New, beautiful, design?

Companies keep changing their web sites in the interest of “improvements”, but they more often make them more complicated and user-unfriendly.

I’ve been using Yahoo! Finance for years to get daily quotes for a small list of stocks.  I made the request from a very obvious text block on the home page.  Then either Firefox or Yahoo! Finance stopped allowing drag and drop, a very long-standing feature of the Macintosh.  Then Yahoo! Finance moved the quote text block somewhere else.  All in the name of improved interface for the users.

Boy!  I never did make it through all the user complaints about the changes.  I gave up on Yahoo! Finance and used TD Ameritrade instead.

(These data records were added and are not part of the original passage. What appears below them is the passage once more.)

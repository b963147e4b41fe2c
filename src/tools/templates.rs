//! Workout template MCP Tools
//!
//! Tools for saving exercise lists as templates and starting workouts from
//! them.

use serde::Serialize;

use crate::db::Database;
use crate::metrics::EnergyConfig;
use crate::models::{
    Exercise, TemplateExercise, TemplateExerciseDetail, TemplateStart, User, Workout,
    WorkoutTemplate, WorkoutTemplateCreate,
};

use super::workouts::{parse_intensity, DeleteResponse};

/// Template with its exercises
#[derive(Debug, Serialize)]
pub struct TemplateDetail {
    pub id: i64,
    pub user_id: i64,
    pub title: String,
    pub notes: Option<String>,
    pub exercises: Vec<TemplateExerciseDetail>,
    pub created_at: String,
    pub updated_at: String,
}

fn load_detail(conn: &rusqlite::Connection, template: WorkoutTemplate) -> Result<TemplateDetail, String> {
    let exercises = TemplateExercise::get_details_for_template(conn, template.id)
        .map_err(|e| format!("Failed to get template exercises: {}", e))?;

    Ok(TemplateDetail {
        id: template.id,
        user_id: template.user_id,
        title: template.title,
        notes: template.notes,
        exercises,
        created_at: template.created_at,
        updated_at: template.updated_at,
    })
}

fn require_exercise(conn: &rusqlite::Connection, exercise_id: i64) -> Result<(), String> {
    match Exercise::get_by_id(conn, exercise_id).map_err(|e| format!("Database error: {}", e))? {
        Some(_) => Ok(()),
        None => Err(format!("Exercise not found: {}", exercise_id)),
    }
}

/// Save a template from an ordered list of catalog exercises
pub fn create_workout_template(
    db: &Database,
    user_id: i64,
    title: &str,
    notes: Option<&str>,
    exercise_ids: &[i64],
) -> Result<TemplateDetail, String> {
    if title.trim().is_empty() {
        return Err("Template title cannot be empty".to_string());
    }

    let conn = db.get_conn().map_err(|e| format!("Database error: {}", e))?;

    if User::get_by_id(&conn, user_id)
        .map_err(|e| format!("Database error: {}", e))?
        .is_none()
    {
        return Err(format!("User not found: {}", user_id));
    }
    // Check everything up front so a bad id doesn't leave a partial template
    for &exercise_id in exercise_ids {
        require_exercise(&conn, exercise_id)?;
    }

    let template = WorkoutTemplate::create(&conn, &WorkoutTemplateCreate {
        user_id,
        title: title.to_string(),
        notes: notes.map(String::from),
    })
    .map_err(|e| format!("Failed to create template: {}", e))?;

    for &exercise_id in exercise_ids {
        TemplateExercise::create(&conn, template.id, exercise_id)
            .map_err(|e| format!("Failed to add exercise to template: {}", e))?;
    }

    load_detail(&conn, template)
}

/// Get a template with its exercises
pub fn get_workout_template(db: &Database, id: i64) -> Result<Option<TemplateDetail>, String> {
    let conn = db.get_conn().map_err(|e| format!("Database error: {}", e))?;

    match WorkoutTemplate::get_by_id(&conn, id).map_err(|e| format!("Failed to get template: {}", e))? {
        Some(template) => load_detail(&conn, template).map(Some),
        None => Ok(None),
    }
}

/// List a user's templates
pub fn list_workout_templates(db: &Database, user_id: i64) -> Result<Vec<WorkoutTemplate>, String> {
    let conn = db.get_conn().map_err(|e| format!("Database error: {}", e))?;

    WorkoutTemplate::list_for_user(&conn, user_id).map_err(|e| format!("Failed to list templates: {}", e))
}

/// Append an exercise to a template
pub fn add_template_exercise(db: &Database, template_id: i64, exercise_id: i64) -> Result<TemplateExercise, String> {
    let conn = db.get_conn().map_err(|e| format!("Database error: {}", e))?;

    if WorkoutTemplate::get_by_id(&conn, template_id)
        .map_err(|e| format!("Database error: {}", e))?
        .is_none()
    {
        return Err(format!("Workout template not found: {}", template_id));
    }
    require_exercise(&conn, exercise_id)?;

    TemplateExercise::create(&conn, template_id, exercise_id)
        .map_err(|e| format!("Failed to add exercise to template: {}", e))
}

/// Remove an exercise from a template
pub fn remove_template_exercise(db: &Database, id: i64) -> Result<DeleteResponse, String> {
    let conn = db.get_conn().map_err(|e| format!("Database error: {}", e))?;

    let success = TemplateExercise::delete(&conn, id)
        .map_err(|e| format!("Failed to remove template exercise: {}", e))?;

    Ok(DeleteResponse { success, deleted_id: id })
}

/// Delete a template (workouts started from it are kept)
pub fn delete_workout_template(db: &Database, id: i64) -> Result<DeleteResponse, String> {
    let conn = db.get_conn().map_err(|e| format!("Database error: {}", e))?;

    let success = WorkoutTemplate::delete(&conn, id)
        .map_err(|e| format!("Failed to delete template: {}", e))?;

    Ok(DeleteResponse { success, deleted_id: id })
}

/// Start a workout from a template
///
/// Returns None when the template doesn't exist.
pub fn start_workout_from_template(
    db: &Database,
    config: &EnergyConfig,
    template_id: i64,
    title: Option<&str>,
    datetime: Option<&str>,
    duration_seconds: u32,
    intensity: Option<&str>,
) -> Result<Option<Workout>, String> {
    let intensity = parse_intensity(intensity)?.unwrap_or_default();

    let conn = db.get_conn().map_err(|e| format!("Database error: {}", e))?;

    if WorkoutTemplate::get_by_id(&conn, template_id)
        .map_err(|e| format!("Database error: {}", e))?
        .is_none()
    {
        return Ok(None);
    }

    let data = TemplateStart {
        title: title.map(String::from),
        datetime: datetime.map(String::from),
        duration_seconds,
        intensity,
    };

    WorkoutTemplate::start_workout(&conn, template_id, &data, config)
        .map(Some)
        .map_err(|e| format!("Failed to start workout from template: {}", e))
}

Even with Ameritrade and its constantly changing home page it took me awhile to figure out how to consistently get the quotes I wanted.

But Ameritrade’s news page is a humble-jumble of hidden information

Where are the numbers in

Net Investment Income
Net Realized ST Cap Gains
Net Realized LT Cap Gains
Return of Capital or Other Capital Source

They are off the screen and can only be gotten by copying the area and pasting into a text document.  Even then, the lines are all a humble-jumble.

Google’s Blogger has also been “re-designed” by making text alignment non-workable.  I think I’ve sent feedback twice on this, but I guess Google is too busy on more “beautiful improvements”.

Even that great promoter of user-friendliness gives great features and takes away great features.  Once upon a time Apple worked very hard on ease of use.  Now they seem more concerned with “beautiful” document and spreadsheets.  I’m sorry I don’t want charts with bubble points; I want a chart with connected dots.